Can't a language model with 10 billion parameters run? A Chinese doctor from MIT proposed SmoothQuant quantification, which reduced memory requirements by half and increased speed by 1.56 times!-AI-php.cn

Can't a language model with 10 billion parameters run? A Chinese doctor from MIT proposed SmoothQuant quantification, which reduced memory requirements by half and increased speed by 1.56 times!

WBOYWBOYWBOYWBOYWBOYWBOYWBOYWBOYWBOYWBOYWBOYWBOYWB

Apr 13, 2023 am 09:31 AM

parameterModel

Although large-scale language models (LLM) have strong performance, the number of parameters can easily reach hundreds or hundreds of billions, and the demand for computing equipment and memory is so large that ordinary companies cannot afford it.

Quantization is a common compression operation. By reducing the accuracy of model weights (such as 32bit to 8bit), some model performance is sacrificed in exchange for faster inference speed, and more Low memory requirements.

But for LLMs with more than 100 billion parameters, existing compression methods cannot maintain the accuracy of the model, nor can they run efficiently on hardware.

Recently, researchers from MIT and NVIDIA jointly proposed a general-purpose post-training quantization (GPQ, general-purpose post-training quantization) solution SmoothQuant, for large language models, 8-bit weights and 8-bit activation (W8A8) quantification can be efficiently realized, and the accuracy of the model can be maintained without training.

Cant a language model with 10 billion parameters run?
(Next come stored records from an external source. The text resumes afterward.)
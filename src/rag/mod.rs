// Copyright (c) 2025 Fabstir
// SPDX-License-Identifier: BUSL-1.1
// RAG (Retrieval-Augmented Generation) module
// Session-scoped sentence index for semantic search during chat sessions

pub mod errors;
pub mod index;
pub mod pipeline;

pub use errors::{IndexError, RetrievalError};
pub use index::{IndexEntry, SearchMatch, VectorIndex};
pub use pipeline::{sentence_units, IndexStats, RetrievalPipeline, DEFAULT_EMBED_CONCURRENCY};
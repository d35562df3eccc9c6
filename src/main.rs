// Copyright (c) 2025 Fabstir
// SPDX-License-Identifier: BUSL-1.1
use anyhow::{anyhow, Result};
use ocr_chat_node::{
    api::{start_server, AppState},
    completion::{CompletionClient, OpenAiCompletionClient},
    config::NodeConfig,
    embeddings::{service::load_embedder, EmbeddingService},
    ocr::{TextRecognizer, VlmTextRecognizer},
    session::SessionManager,
    storage::{FileStore, KeyValueStore},
};
use std::{env, sync::Arc};
use tokio::signal;

#[tokio::main]
async fn main() -> Result<()> {
    dotenv::dotenv().ok();

    // Initialize tracing subscriber for logging
    if env::var("RUST_LOG").is_err() {
        env::set_var("RUST_LOG", "info");
    }
    tracing_subscriber::fmt::init();

    println!("🚀 Starting OCR chat node...\n");
    println!("📦 {}", ocr_chat_node::version::get_version_string());
    println!("🔖 Build: {}", ocr_chat_node::version::VERSION);
    println!("✨ Features: {}", ocr_chat_node::version::FEATURES.join(", "));
    println!();

    let config = NodeConfig::from_env().map_err(|e| anyhow!(e))?;
    config.validate().map_err(|e| anyhow!(e))?;
    let addr = config.listen_addr().map_err(|e| anyhow!(e))?;

    // Load the embedding model in the background; requests wait for it
    println!(
        "🧠 Loading embedding model ({:?}, {})...",
        config.embedding.backend, config.embedding.model_repo
    );
    let embeddings = EmbeddingService::new();
    let embedding_config = config.embedding.clone();
    embeddings.start_loading(move || async move { load_embedder(&embedding_config).await });

    let store: Arc<dyn KeyValueStore> = Arc::new(FileStore::new(&config.storage_dir));
    println!("💾 Document store: {}", config.storage_dir.display());

    let completion: Arc<dyn CompletionClient> = Arc::new(OpenAiCompletionClient::new(
        &config.completion.base_url,
        &config.completion.model,
        config.completion.timeout(),
    )?);
    println!(
        "💬 Completion API: {} ({})",
        config.completion.base_url, config.completion.model
    );

    let recognizer: Option<Arc<dyn TextRecognizer>> = match &config.ocr.endpoint {
        Some(endpoint) => {
            let client =
                VlmTextRecognizer::new(endpoint, &config.ocr.model, config.completion.timeout())?;
            if !client.health_check().await {
                tracing::warn!("OCR endpoint {} is not answering yet", endpoint);
            }
            println!("👁️  OCR: {} ({})", endpoint, config.ocr.model);
            Some(Arc::new(client))
        }
        None => {
            println!("👁️  OCR: disabled (set OCR_ENDPOINT to enable)");
            None
        }
    };

    let state = AppState {
        sessions: Arc::new(SessionManager::new(
            embeddings,
            store,
            config.embedding.concurrency,
        )),
        completion,
        recognizer,
        top_k: config.retrieval_top_k,
    };

    let server_handle = tokio::spawn(async move {
        if let Err(e) = start_server(addr, state).await {
            tracing::error!("API server error: {}", e);
        }
    });

    let separator = "=".repeat(60);
    println!("\n{}", separator);
    println!("API endpoints:");
    println!("  Health:    GET  http://{}/health", addr);
    println!("  Relay:     POST http://{}/api/chat", addr);
    println!("  Documents: POST http://{}/v1/sessions/:id/documents", addr);
    println!("  Chat:      POST http://{}/v1/sessions/:id/chat", addr);
    println!("\nPress Ctrl+C to shutdown...");
    println!("{}\n", separator);

    // Wait for shutdown signal
    signal::ctrl_c().await?;

    println!("\n⏹️  Shutting down...");
    server_handle.abort();

    println!("👋 Goodbye!");
    Ok(())
}
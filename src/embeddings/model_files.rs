// Copyright (c) 2025 Fabstir
// SPDX-License-Identifier: BUSL-1.1
//! Locating ONNX model files
//!
//! Local paths win; otherwise the files are fetched from the HuggingFace hub
//! (and cached) with `hf-hub`.

use anyhow::{Context, Result};
use hf_hub::api::tokio::ApiBuilder;
use std::path::PathBuf;
use tracing::info;

/// File name of the ONNX export inside a transformers.js style repo
pub const ONNX_MODEL_FILE: &str = "onnx/model.onnx";

pub const TOKENIZER_FILE: &str = "tokenizer.json";

/// Resolved model + tokenizer paths
#[derive(Debug, Clone, PartialEq, Eq)]
pub struct ModelFiles {
    pub model_path: PathBuf,
    pub tokenizer_path: PathBuf,
}

impl ModelFiles {
    /// Use files already on disk
    pub fn local(model_path: impl Into<PathBuf>, tokenizer_path: impl Into<PathBuf>) -> Self {
        Self {
            model_path: model_path.into(),
            tokenizer_path: tokenizer_path.into(),
        }
    }
}

/// Download (or reuse from cache) the ONNX model and tokenizer of `repo`
///
/// # Arguments
/// * `repo` - HuggingFace repo id, e.g. "Xenova/all-MiniLM-L6-v2"
/// * `cache_dir` - Optional cache directory (hf-hub default when `None`)
pub async fn fetch_model_files(repo: &str, cache_dir: Option<PathBuf>) -> Result<ModelFiles> {
    let mut builder = ApiBuilder::new().with_progress(false);
    if let Some(dir) = cache_dir {
        builder = builder.with_cache_dir(dir);
    }
    let api = builder.build().context("Failed to create HuggingFace hub client")?;
    let model_repo = api.model(repo.to_string());

    info!("Fetching embedding model files from {}", repo);

    let model_path = model_repo
        .get(ONNX_MODEL_FILE)
        .await
        .with_context(|| format!("Failed to fetch {} from {}", ONNX_MODEL_FILE, repo))?;
    let tokenizer_path = model_repo
        .get(TOKENIZER_FILE)
        .await
        .with_context(|| format!("Failed to fetch {} from {}", TOKENIZER_FILE, repo))?;

    info!("Embedding model files ready: {}", model_path.display());

    Ok(ModelFiles {
        model_path,
        tokenizer_path,
    })
}
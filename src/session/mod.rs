// Copyright (c) 2025 Fabstir
// SPDX-License-Identifier: BUSL-1.1
//! Chat sessions
//!
//! A session owns one retrieval pipeline (and so exactly one active index),
//! one conversation, and its slice of the document store. Nothing is shared
//! between sessions except the process-wide embedding model.

pub mod chat_session;
pub mod manager;

use thiserror::Error;

use crate::chat::ChatError;
use crate::completion::CompletionError;
use crate::embeddings::EmbeddingError;
use crate::ocr::OcrError;
use crate::rag::RetrievalError;
use crate::storage::StorageError;

pub use chat_session::{ChatSession, ChatTurn, ExtractionResult};
pub use manager::SessionManager;

#[derive(Debug, Error)]
pub enum SessionError {
    #[error("Invalid session id: {0}")]
    InvalidId(String),

    #[error(transparent)]
    Embedding(#[from] EmbeddingError),

    #[error(transparent)]
    Retrieval(#[from] RetrievalError),

    #[error(transparent)]
    Chat(#[from] ChatError),

    #[error(transparent)]
    Completion(#[from] CompletionError),

    #[error(transparent)]
    Storage(#[from] StorageError),

    #[error(transparent)]
    Ocr(#[from] OcrError),

    /// The forced function call did not return a JSON object
    #[error("Extraction returned invalid arguments: {0}")]
    InvalidExtraction(String),
}
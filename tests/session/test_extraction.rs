// Copyright (c) 2025 Fabstir
// SPDX-License-Identifier: BUSL-1.1
// Structured extraction through a forced extract_data call

use async_trait::async_trait;
use ocr_chat_node::chat::{ChatError, ChatRequest, ChatRole, ExtractionField};
use ocr_chat_node::completion::{CompletionClient, CompletionError, CompletionOutput};
use ocr_chat_node::document::DocumentPage;
use ocr_chat_node::embeddings::{Embedder, HashingEmbedder};
use ocr_chat_node::session::{ChatSession, SessionError};
use ocr_chat_node::storage::{DocumentStore, MemoryStore};
use serde_json::json;
use std::sync::{Arc, Mutex};

/// Always answers with the same output and keeps the last request
struct FixedClient {
    output: CompletionOutput,
    last: Mutex<Option<ChatRequest>>,
}

impl FixedClient {
    fn new(output: CompletionOutput) -> Self {
        Self {
            output,
            last: Mutex::new(None),
        }
    }

    fn last_request(&self) -> Option<ChatRequest> {
        self.last.lock().unwrap().clone()
    }
}

#[async_trait]
impl CompletionClient for FixedClient {
    async fn complete(
        &self,
        request: &ChatRequest,
        _credential: &str,
    ) -> Result<CompletionOutput, CompletionError> {
        *self.last.lock().unwrap() = Some(request.clone());
        Ok(self.output.clone())
    }

    fn model_name(&self) -> &str {
        "fixed"
    }
}

async fn invoice_session() -> ChatSession {
    let embedder: Arc<dyn Embedder> = Arc::new(HashingEmbedder::new(128).unwrap());
    let session = ChatSession::new(
        "invoice",
        embedder,
        2,
        DocumentStore::new(Arc::new(MemoryStore::new())),
    );
    session
        .index_pages(vec![
            DocumentPage::from_text("Invoice 2024-117. Total: 40 EUR."),
            DocumentPage::from_text("Due by 1 March."),
        ])
        .await
        .unwrap();
    session
}

fn fields() -> Vec<ExtractionField> {
    vec![
        ExtractionField::new("total", "Invoice total"),
        ExtractionField::new("due_date", "Payment due date"),
    ]
}

#[tokio::test]
async fn test_extraction_forces_function_over_whole_document() {
    let session = invoice_session().await;
    let raw = r#"{"total": "40 EUR", "due_date": "1 March"}"#;
    let client = FixedClient::new(CompletionOutput::FunctionArguments(raw.to_string()));

    let result = session.extract(&fields(), &client, "sk").await.unwrap();
    assert_eq!(result.data, json!({"total": "40 EUR", "due_date": "1 March"}));
    assert_eq!(result.raw, raw);

    let request = client.last_request().unwrap();
    assert_eq!(request.forced_function(), Some("extract_data"));
    assert_eq!(
        request.messages.last().unwrap().content,
        "Extract the data from the document: \n\n \
         Invoice 2024-117. Total: 40 EUR.\n\nDue by 1 March."
    );

    let wire = serde_json::to_value(&request).unwrap();
    assert_eq!(wire["function_call"], json!({"name": "extract_data"}));
    assert_eq!(wire["functions"][0]["description"], "Extract data from document");
    assert_eq!(
        wire["functions"][0]["parameters"]["properties"]["due_date"],
        json!({"type": "string", "description": "Payment due date"})
    );
    assert!(wire["functions"][0]["parameters"].get("required").is_none());

    let messages = session.messages().await;
    assert_eq!(messages.last().unwrap().role, ChatRole::Assistant);
    assert_eq!(messages.last().unwrap().content, raw);
}

#[tokio::test]
async fn test_invalid_fields_rejected_without_call() {
    let session = invoice_session().await;
    let client = FixedClient::new(CompletionOutput::FunctionArguments("{}".to_string()));

    let result = session
        .extract(
            &[
                ExtractionField::new("total", "a"),
                ExtractionField::new("total", "b"),
            ],
            &client,
            "sk",
        )
        .await;
    assert!(matches!(
        result,
        Err(SessionError::Chat(ChatError::DuplicateFieldName(_)))
    ));
    assert!(client.last_request().is_none());
    assert_eq!(session.messages().await.len(), 1);
}

#[tokio::test]
async fn test_plain_text_answer_is_an_error() {
    let session = invoice_session().await;
    let client = FixedClient::new(CompletionOutput::Text("The total is 40 EUR".to_string()));

    let result = session.extract(&fields(), &client, "sk").await;
    assert!(matches!(
        result,
        Err(SessionError::Completion(CompletionError::Decode(_)))
    ));
    assert_eq!(session.messages().await.len(), 1);
}

#[tokio::test]
async fn test_malformed_arguments_are_not_fabricated() {
    let session = invoice_session().await;

    for raw in [r#"{"total": "40"#, r#"["40 EUR"]"#] {
        let client = FixedClient::new(CompletionOutput::FunctionArguments(raw.to_string()));
        let result = session.extract(&fields(), &client, "sk").await;
        assert!(matches!(result, Err(SessionError::InvalidExtraction(_))));
    }
    assert_eq!(session.messages().await.len(), 1);
}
A Chinese doctor from MIT proposed SmoothQuant quantification, which reduced memory requirements by half and increased speed by 1.56 times!

##Paper link: https://arxiv.org/pdf/2211.10438.pdf

Code link: https://github.com/mit-han-lab/smoothquant

Since activation is more difficult to quantify than weight, SmoothQuant transfers activations that are difficult to quantify to weights through mathematical equivalent transformation, achieving smooth processing of activation outliers.

SmoothQuant can quantize weights and activations in various layers of all LLMs to INT8, including OPT-175B, BLOOM-176B and GLM-130B.

Compared with existing methods that only perform weight optimization or quantize activations with mixed precision, SmoothQuant has higher hardware efficiency and achieves 1.56 times acceleration. The memory requirements are only half that of the original LLM, and there is almost no loss in accuracy.

Cant a language model with 10 billion parameters run? A Chinese doctor from MIT proposed SmoothQuant quantification, which reduced memory requirements by half and increased speed by 1.56 times!

SmoothQuant also has a hardware-friendly design. The researchers integrated SmoothQuant into the LLM service framework FasterTransformer to achieve faster inference speed. Compared with the accuracy of FP16, only half the number of GPUs are required.

Instructor Song Han is an associate professor at MIT EECS. He graduated from Stanford University with a PhD. His main research direction is efficient deep learning. He once proposed deep compression technology, which can transform neural networks into The size is reduced by an order of magnitude without losing accuracy.

SmoothQuant

Quantization (Quantization) is to map high-precision values to lower-precision discrete values. In this paper, researchers mainly focus on improving hardware Efficient integer uniform quantization, especially INT8.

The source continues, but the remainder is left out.